N°10 ‘Jugoschegge-Storie e scatti di guerra e di pace’

Intervista al fotografo Mario Boccia, autore della prefazione al libro

A distanza di 20 anni, quale è l’eredità del conflitto in ex Jugoslavia? La vera domanda è perché in Bosnia Erzegovina non si riesce ad uscire da un dopoguerra infinito.
Gli accordi di Dayton furono costruiti per garantire a tutte le componenti ‘etniche’ una propria rappresentanza nel governo.
Ma per unificare davvero il paese si sarebbe dovuto trasferire il dibattito politico dal confronto ‘etnico’ a quello tra normali programmi politici. Invece è rimasto in piedi un sistema complesso che divide un paese piccolo in due entità separate e governate da elites praticamente monoetniche, nonostante la popolazione sia ancora largamente ‘mista’.
Faccio un esempio: il sistema scolastico, invece di essere unificato, prevede classi, testi e programmi separati per gli alunni di ‘etnie’ diverse. Può tornare unito un paese che divide i suoi ragazzi già dalle elementari?
L’unica unificazione realizzata è quella delle targhe delle auto, il che peraltro rende impossibile capire qual è la città di immatricolazione del veicolo. Mi viene in mente un aneddoto: un amico ebreo di Mostar alla fine della guerra aveva tre targhe (allora c’erano anche le targhe croato-bosniache) e le cambiava a seconda di dove doveva andare.
Si vuole veramente unificare la Bosnia e provare a entrare in Europa, almeno come paese candidato? Oppure l’opzione di dividere il paese tra Serbia e Croazia, magari lasciando una mini entità ‘turistico-musulmana’ attorno a Sarajevo è ancora un sogno nel cassetto per qualcuno?

A seguire i giornali e i discorsi dei politici (con toni che diventano sempre più accesi se devono coprire la crisi economica), la guerra potrebbe scoppiare da un momento all’altro, magari innestata da un ennesimo ‘referendum’.
Se invece si attraversa il paese reale, che resiste e lavora, allora si ha un’impressione diversa. La vita in comune e gli scambi sono la norma e il risentimento interetnico verso la politica cresce, aggravato dalla palese corruzione.
Quanto reggerà alzare i toni proponendo separazioni, invece di rispondere alle manifestazioni dei contadini che chiedono gasolio per i trattori a prezzi politici?
L’eredità della guerra è la difficoltà a unificare il paese, che rende impossibile entrare in Europa. Un disastro per molti, ma una fortuna per pochi, perché consente potere e arricchimento a chi, dopo aver fatto la guerra, sta facendo anche il dopoguerra. Cosa ha rappresentato per te quella guerra? L’intera ex-Jugoslavia è stata il luogo a cui ho dedicato più tempo ed energia, come professionista e come uomo, dopo l’Italia.

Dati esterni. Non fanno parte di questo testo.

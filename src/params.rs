//! Engine-neutral half of parameter binding.
//!
//! Every parameter must be one of the scalar [`RowValues`] variants. The MySQL-family
//! driver additionally needs one [`TypeTag`] per value; the `PostgreSQL` driver types
//! values itself from the prepared statement.

use crate::error::SqlDuetError;
use crate::types::RowValues;

/// Wire type of a bound MySQL-family parameter.
#[derive(Debug, Clone, Copy, PartialEq, Eq)]
pub enum TypeTag {
    /// `s`
    Str,
    /// `i`
    Int,
    /// `d`
    Double,
}

impl TypeTag {
    /// Tag for a parameter value.
    ///
    /// Booleans bind as integers; NULL binds as a string.
    ///
    /// # Errors
    /// Returns `SqlDuetError::UnsupportedParameter` for non-scalar values.
    pub fn for_value(index: usize, value: &RowValues) -> Result<Self, SqlDuetError> {
        match value {
            RowValues::Text(_) | RowValues::Null => Ok(TypeTag::Str),
            RowValues::Int(_) | RowValues::Bool(_) => Ok(TypeTag::Int),
            RowValues::Float(_) => Ok(TypeTag::Double),
            RowValues::Timestamp(_) | RowValues::JSON(_) => {
                Err(SqlDuetError::UnsupportedParameter {
                    index,
                    type_name: value.type_name(),
                })
            }
        }
    }

    #[must_use]
    pub fn as_char(self) -> char {
        match self {
            TypeTag::Str => 's',
            TypeTag::Int => 'i',
            TypeTag::Double => 'd',
        }
    }
}

/// Build the tag string for a parameter list, one character per value.
///
/// # Errors
/// Returns `SqlDuetError::UnsupportedParameter` for the first non-scalar value.
pub fn type_tags(params: &[RowValues]) -> Result<String, SqlDuetError> {
    params
        .iter()
        .enumerate()
        .map(|(idx, value)| TypeTag::for_value(idx, value).map(TypeTag::as_char))
        .collect()
}

/// Reject parameter lists containing values outside the supported scalar set.
///
/// # Errors
/// Returns `SqlDuetError::UnsupportedParameter` for the first offending value.
pub fn validate_params(params: &[RowValues]) -> Result<(), SqlDuetError> {
    for (idx, value) in params.iter().enumerate() {
        TypeTag::for_value(idx, value)?;
    }
    Ok(())
}

/// Render one parameter as an SQL literal for direct (non-prepared) execution.
pub(crate) fn sql_literal(
    index: usize,
    value: &RowValues,
    quote: impl Fn(&str) -> String,
) -> Result<String, SqlDuetError> {
    match value {
        RowValues::Text(s) => Ok(quote(s)),
        RowValues::Int(i) => Ok(i.to_string()),
        RowValues::Float(f) if f.is_finite() => Ok(f.to_string()),
        RowValues::Bool(b) => Ok(if *b { "1" } else { "0" }.to_string()),
        RowValues::Null => Ok("NULL".to_string()),
        RowValues::Float(_) | RowValues::Timestamp(_) | RowValues::JSON(_) => {
            Err(SqlDuetError::UnsupportedParameter {
                index,
                type_name: value.type_name(),
            })
        }
    }
}
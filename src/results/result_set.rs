use std::sync::Arc;

use super::row::{Row, column_index};
use crate::error::SqlDuetError;
use crate::types::{FetchMode, RowValues};

/// Rows as an engine hands them over: shared column names plus raw values in cursor order.
#[derive(Debug, Clone, Default, PartialEq)]
pub struct FetchedRows {
    pub column_names: Arc<Vec<String>>,
    pub rows: Vec<Vec<RowValues>>,
}

impl FetchedRows {
    #[must_use]
    pub fn new(column_names: Vec<String>, rows: Vec<Vec<RowValues>>) -> Self {
        Self {
            column_names: Arc::new(column_names),
            rows,
        }
    }

    /// Shape every row for `mode`, keeping cursor order.
    #[must_use]
    pub fn into_rows(self, mode: FetchMode) -> Vec<Row> {
        let cache = Arc::new(column_index(&self.column_names));
        self.rows
            .into_iter()
            .map(|values| Row::with_cache(self.column_names.clone(), values, mode, cache.clone()))
            .collect()
    }
}

/// Data produced by a SELECT.
#[derive(Debug, Clone)]
pub enum QueryData {
    /// Every fetched row.
    Rows(Vec<Row>),
    /// The one row of a single-row fetch.
    Row(Row),
}

impl QueryData {
    /// Materialize fetched rows, enforcing the one-row postcondition when `single_row` is set.
    ///
    /// # Errors
    /// Returns `SqlDuetError::InvalidRowCount` when `single_row` is set and the result
    /// does not hold exactly one row.
    pub fn materialize(
        fetched: FetchedRows,
        mode: FetchMode,
        single_row: bool,
    ) -> Result<Self, SqlDuetError> {
        let mut rows = fetched.into_rows(mode);
        if !single_row {
            return Ok(QueryData::Rows(rows));
        }
        match rows.len() {
            1 => Ok(QueryData::Row(rows.remove(0))),
            n => Err(SqlDuetError::InvalidRowCount { rows: n }),
        }
    }
}

/// Unified outcome of one query call.
///
/// Reset at the start of every call and left reset when the call fails.
#[derive(Debug, Clone, Default)]
pub struct ExecutionResult {
    pub(crate) sql: Option<String>,
    pub(crate) data: Option<QueryData>,
    pub(crate) num_rows: Option<usize>,
    pub(crate) insert_id: Option<i64>,
    pub(crate) affected_rows: Option<u64>,
}

impl ExecutionResult {
    /// The SQL sent to the engine (native markers or inlined values).
    #[must_use]
    pub fn sql(&self) -> Option<&str> {
        self.sql.as_deref()
    }

    #[must_use]
    pub fn data(&self) -> Option<&QueryData> {
        self.data.as_ref()
    }

    /// All rows of a multi-row SELECT.
    #[must_use]
    pub fn rows(&self) -> Option<&[Row]> {
        match &self.data {
            Some(QueryData::Rows(rows)) => Some(rows),
            _ => None,
        }
    }

    /// The row of a single-row SELECT.
    #[must_use]
    pub fn row(&self) -> Option<&Row> {
        match &self.data {
            Some(QueryData::Row(row)) => Some(row),
            _ => None,
        }
    }

    /// Number of rows a SELECT returned.
    #[must_use]
    pub fn num_rows(&self) -> Option<usize> {
        self.num_rows
    }

    /// Generated key of an INSERT.
    #[must_use]
    pub fn insert_id(&self) -> Option<i64> {
        self.insert_id
    }

    /// Rows touched by an INSERT, UPDATE or DELETE.
    #[must_use]
    pub fn affected_rows(&self) -> Option<u64> {
        self.affected_rows
    }
}

#[cfg(test)]
mod tests {
    use super::*;

    fn fetched(n: i64) -> FetchedRows {
        FetchedRows::new(
            vec!["id".into()],
            (1..=n).map(|i| vec![RowValues::Int(i)]).collect(),
        )
    }

    #[test]
    fn single_row_requires_exactly_one() {
        assert!(matches!(
            QueryData::materialize(fetched(0), FetchMode::Assoc, true),
            Err(SqlDuetError::InvalidRowCount { rows: 0 })
        ));
        assert!(matches!(
            QueryData::materialize(fetched(2), FetchMode::Assoc, true),
            Err(SqlDuetError::InvalidRowCount { rows: 2 })
        ));
        let data = QueryData::materialize(fetched(1), FetchMode::Assoc, true).unwrap();
        let QueryData::Row(row) = data else {
            panic!("expected a single row");
        };
        assert_eq!(row.get("id"), Some(&RowValues::Int(1)));
    }

    #[test]
    fn rows_keep_cursor_order() {
        let data = QueryData::materialize(fetched(3), FetchMode::Num, false).unwrap();
        let QueryData::Rows(rows) = data else {
            panic!("expected rows");
        };
        let ids: Vec<_> = rows.iter().map(|r| r.get_by_index(0).cloned()).collect();
        assert_eq!(
            ids,
            vec![
                Some(RowValues::Int(1)),
                Some(RowValues::Int(2)),
                Some(RowValues::Int(3))
            ]
        );
    }
}
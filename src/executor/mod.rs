mod dispatch;
mod plan;

pub use dispatch::run;
pub use plan::{QueryOptions, QueryPlan, plan};
use async_trait::async_trait;
use mysql_async::prelude::Queryable;
use mysql_async::{Conn, Row};
use tracing::{debug, info, warn};

use super::params::MysqlParams;
use super::query::build_fetched_rows;
use crate::engine::{Engine, EngineStatement, Modification, PrepareMode};
use crate::error::SqlDuetError;
use crate::results::FetchedRows;
use crate::types::DatabaseType;

/// A live `mysql_async` connection plus the database every call switches to.
pub struct MysqlEngine {
    conn: Conn,
    database: String,
}

impl MysqlEngine {
    pub(crate) fn new(conn: Conn, database: String) -> Self {
        Self { conn, database }
    }

    fn last_modification(&self) -> Modification {
        Modification {
            affected_rows: self.conn.affected_rows(),
            insert_id: insert_id_of(self.conn.last_insert_id()),
        }
    }
}

/// A table without AUTO_INCREMENT reports 0, which is passed through.
fn insert_id_of(last_insert_id: Option<u64>) -> Option<i64> {
    i64::try_from(last_insert_id.unwrap_or(0)).ok()
}

/// Combine the outcome of a statement with the result of closing it.
///
/// The statement's own error wins; a close failure behind it is only logged.
fn settle<T>(
    outcome: Result<T, SqlDuetError>,
    closed: Result<(), SqlDuetError>,
) -> Result<T, SqlDuetError> {
    match (outcome, closed) {
        (Err(err), Err(close_err)) => {
            warn!(error = %close_err, "closing statement failed after an execute error");
            Err(err)
        }
        (outcome, closed) => {
            closed?;
            outcome
        }
    }
}

/// Server error code and message, or the client error text.
fn native_parts(err: &mysql_async::Error) -> (Option<String>, String) {
    match err {
        mysql_async::Error::Server(server) => {
            (Some(server.code.to_string()), server.message.clone())
        }
        other => (None, other.to_string()),
    }
}

fn prepare_error(sql: &str, err: &mysql_async::Error) -> SqlDuetError {
    let (code, message) = native_parts(err);
    SqlDuetError::PrepareError {
        sql: sql.to_string(),
        code,
        message,
    }
}

fn execution_error(sql: &str, err: &mysql_async::Error) -> SqlDuetError {
    let (code, message) = native_parts(err);
    SqlDuetError::ExecutionError {
        sql: sql.to_string(),
        code,
        message,
    }
}

fn quote_identifier(name: &str) -> String {
    format!("`{}`", name.replace('`', "``"))
}

#[async_trait]
impl Engine for MysqlEngine {
    fn database_type(&self) -> DatabaseType {
        DatabaseType::Mysql
    }

    async fn select_database(&mut self, _schema: Option<&str>) -> Result<(), SqlDuetError> {
        let sql = format!("USE {}", quote_identifier(&self.database));
        self.conn
            .query_drop(sql.as_str())
            .await
            .map_err(|e| execution_error(&sql, &e))
    }

    async fn fetch(&mut self, stmt: EngineStatement<'_>) -> Result<FetchedRows, SqlDuetError> {
        match stmt.mode {
            PrepareMode::Prepared => {
                let bound = MysqlParams::bind(stmt.params)?;
                debug!(type_tags = bound.type_tags(), "binding mysql parameters");
                let handle = self
                    .conn
                    .prep(stmt.sql)
                    .await
                    .map_err(|e| prepare_error(stmt.sql, &e))?;
                let outcome = self
                    .conn
                    .exec::<Row, _, _>(&handle, bound.into_params())
                    .await
                    .map_err(|e| execution_error(stmt.sql, &e));
                let columns = handle.columns().to_vec();
                // release the statement before looking at the outcome
                let closed = self.conn.close(handle).await.map_err(SqlDuetError::from);
                let rows = settle(outcome, closed)?;
                build_fetched_rows(Some(&columns), &rows)
            }
            PrepareMode::Direct => {
                let rows = self
                    .conn
                    .query::<Row, _>(stmt.sql)
                    .await
                    .map_err(|e| execution_error(stmt.sql, &e))?;
                build_fetched_rows(None, &rows)
            }
        }
    }

    async fn modify(&mut self, stmt: EngineStatement<'_>) -> Result<Modification, SqlDuetError> {
        match stmt.mode {
            PrepareMode::Prepared => {
                let bound = MysqlParams::bind(stmt.params)?;
                debug!(type_tags = bound.type_tags(), "binding mysql parameters");
                let handle = self
                    .conn
                    .prep(stmt.sql)
                    .await
                    .map_err(|e| prepare_error(stmt.sql, &e))?;
                let outcome = self
                    .conn
                    .exec_drop(&handle, bound.into_params())
                    .await
                    .map_err(|e| execution_error(stmt.sql, &e));
                let modification = self.last_modification();
                let closed = self.conn.close(handle).await.map_err(SqlDuetError::from);
                settle(outcome, closed)?;
                Ok(modification)
            }
            PrepareMode::Direct => {
                self.conn
                    .query_drop(stmt.sql)
                    .await
                    .map_err(|e| execution_error(stmt.sql, &e))?;
                Ok(self.last_modification())
            }
        }
    }

    async fn execute_script(&mut self, sql: &str) -> Result<(), SqlDuetError> {
        self.conn
            .query_drop(sql)
            .await
            .map_err(|e| execution_error(sql, &e))
    }

    async fn begin(&mut self) -> Result<(), SqlDuetError> {
        self.execute_script("SET autocommit=0").await
    }

    async fn commit(&mut self) -> Result<(), SqlDuetError> {
        self.execute_script("COMMIT").await?;
        self.execute_script("SET autocommit=1").await
    }

    async fn rollback(&mut self) -> Result<(), SqlDuetError> {
        self.execute_script("ROLLBACK").await?;
        self.execute_script("SET autocommit=1").await
    }

    async fn close(self: Box<Self>) -> Result<(), SqlDuetError> {
        let MysqlEngine { conn, database } = *self;
        conn.disconnect().await?;
        info!(database = %database, "disconnected from mysql");
        Ok(())
    }
}

#[cfg(test)]
mod tests {
    use super::*;

    #[test]
    fn identifiers_are_backticked() {
        assert_eq!(quote_identifier("shop"), "`shop`");
        assert_eq!(quote_identifier("we`ird"), "`we``ird`");
    }

    #[test]
    fn zero_insert_id_is_reported() {
        assert_eq!(insert_id_of(None), Some(0));
        assert_eq!(insert_id_of(Some(42)), Some(42));
        assert_eq!(insert_id_of(Some(u64::MAX)), None);
    }

    fn execute_failed() -> SqlDuetError {
        SqlDuetError::ExecutionError {
            sql: "UPDATE t SET a = ?".into(),
            code: Some("1054".into()),
            message: "Unknown column 'a'".into(),
        }
    }

    #[test]
    fn execute_error_wins_over_close_error() {
        let closed = Err(SqlDuetError::ConnectionError("broken pipe".into()));
        let err = settle::<()>(Err(execute_failed()), closed).unwrap_err();
        assert!(matches!(err, SqlDuetError::ExecutionError { .. }));
    }

    #[test]
    fn close_error_surfaces_after_success() {
        let closed = Err(SqlDuetError::ConnectionError("broken pipe".into()));
        assert!(matches!(
            settle(Ok(3), closed),
            Err(SqlDuetError::ConnectionError(_))
        ));
        assert_eq!(settle(Ok(3), Ok(())).unwrap(), 3);
    }
}
//! Convenient imports for common functionality.
//!
//! This module re-exports the most commonly used types and functions
//! to make it easier to get started with the library.

pub use crate::config::{CacheServer, CacheSettings, DbSettings, Settings};
pub use crate::duet::Duet;
pub use crate::engine::{Engine, PrepareMode};
pub use crate::error::SqlDuetError;
pub use crate::results::{ExecutionResult, QueryData, Row};
pub use crate::translation::{PlaceholderStyle, translate_placeholders};
pub use crate::types::{DatabaseType, FetchMode, RowValues};

#[cfg(feature = "memcached")]
pub use crate::cache::CacheClient;
#[cfg(feature = "postgres")]
pub use crate::postgres::InsertSequence;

A giugno del 1991 ero in Slovenia e l’11 settembre del 2011 ho visto le torri gemelle cadere dal video del centro stampa di Skopje, in Macedonia. Poi ci sono tornato tutti gli anni, a seguire l’attività di ong e cooperazione italiana e a coltivare le nuove amicizie, un po’ dappertutto.
È stata la speranza fallita di vedere la guerra fermarsi, e ora è la testardaggine di testimoniare la rinascita.
Mi restano le fotografie, le cose scritte, l’amicizia e il ricordo di persone straordinarie. Come le immagini influenzano la percezione della realtà?
Le immagini hanno un’enorme forza, nel pregiudizio che siano più vicine alla ‘verità’ di un testo scritto. Per questo tutti sanno che sono un veicolo determinante per influenzare l’opinione pubblica.
La manipolazione non è un portato delle nuove tecnologie. Costruire un’immagine può innescare una rivolta o giustificare un bombardamento. Vale per una notizia falsa, una foto ritoccata, una campagna di twit, il blog di un personaggio inventato. Purché tutto sia ‘verosimile’. Se l’informazione è anche un mercato la notizia più ‘vera’ è quella che vende di più. Poi ci sarà tempo per le smentite,  in sede storica però, ad affari conclusi.
Aggiungo che l’informazione è fatta da uomini e donne. Non esistono ‘i giornalisti’, ‘i cooperanti’ o gli ‘avvocati’. L’identità di una persona non è definita dal suo lavoro, ma dalle sue scelte. L’obiettività è un mito. Si deve scegliere sempre da che parte stare, l’importante è non nasconderlo mai.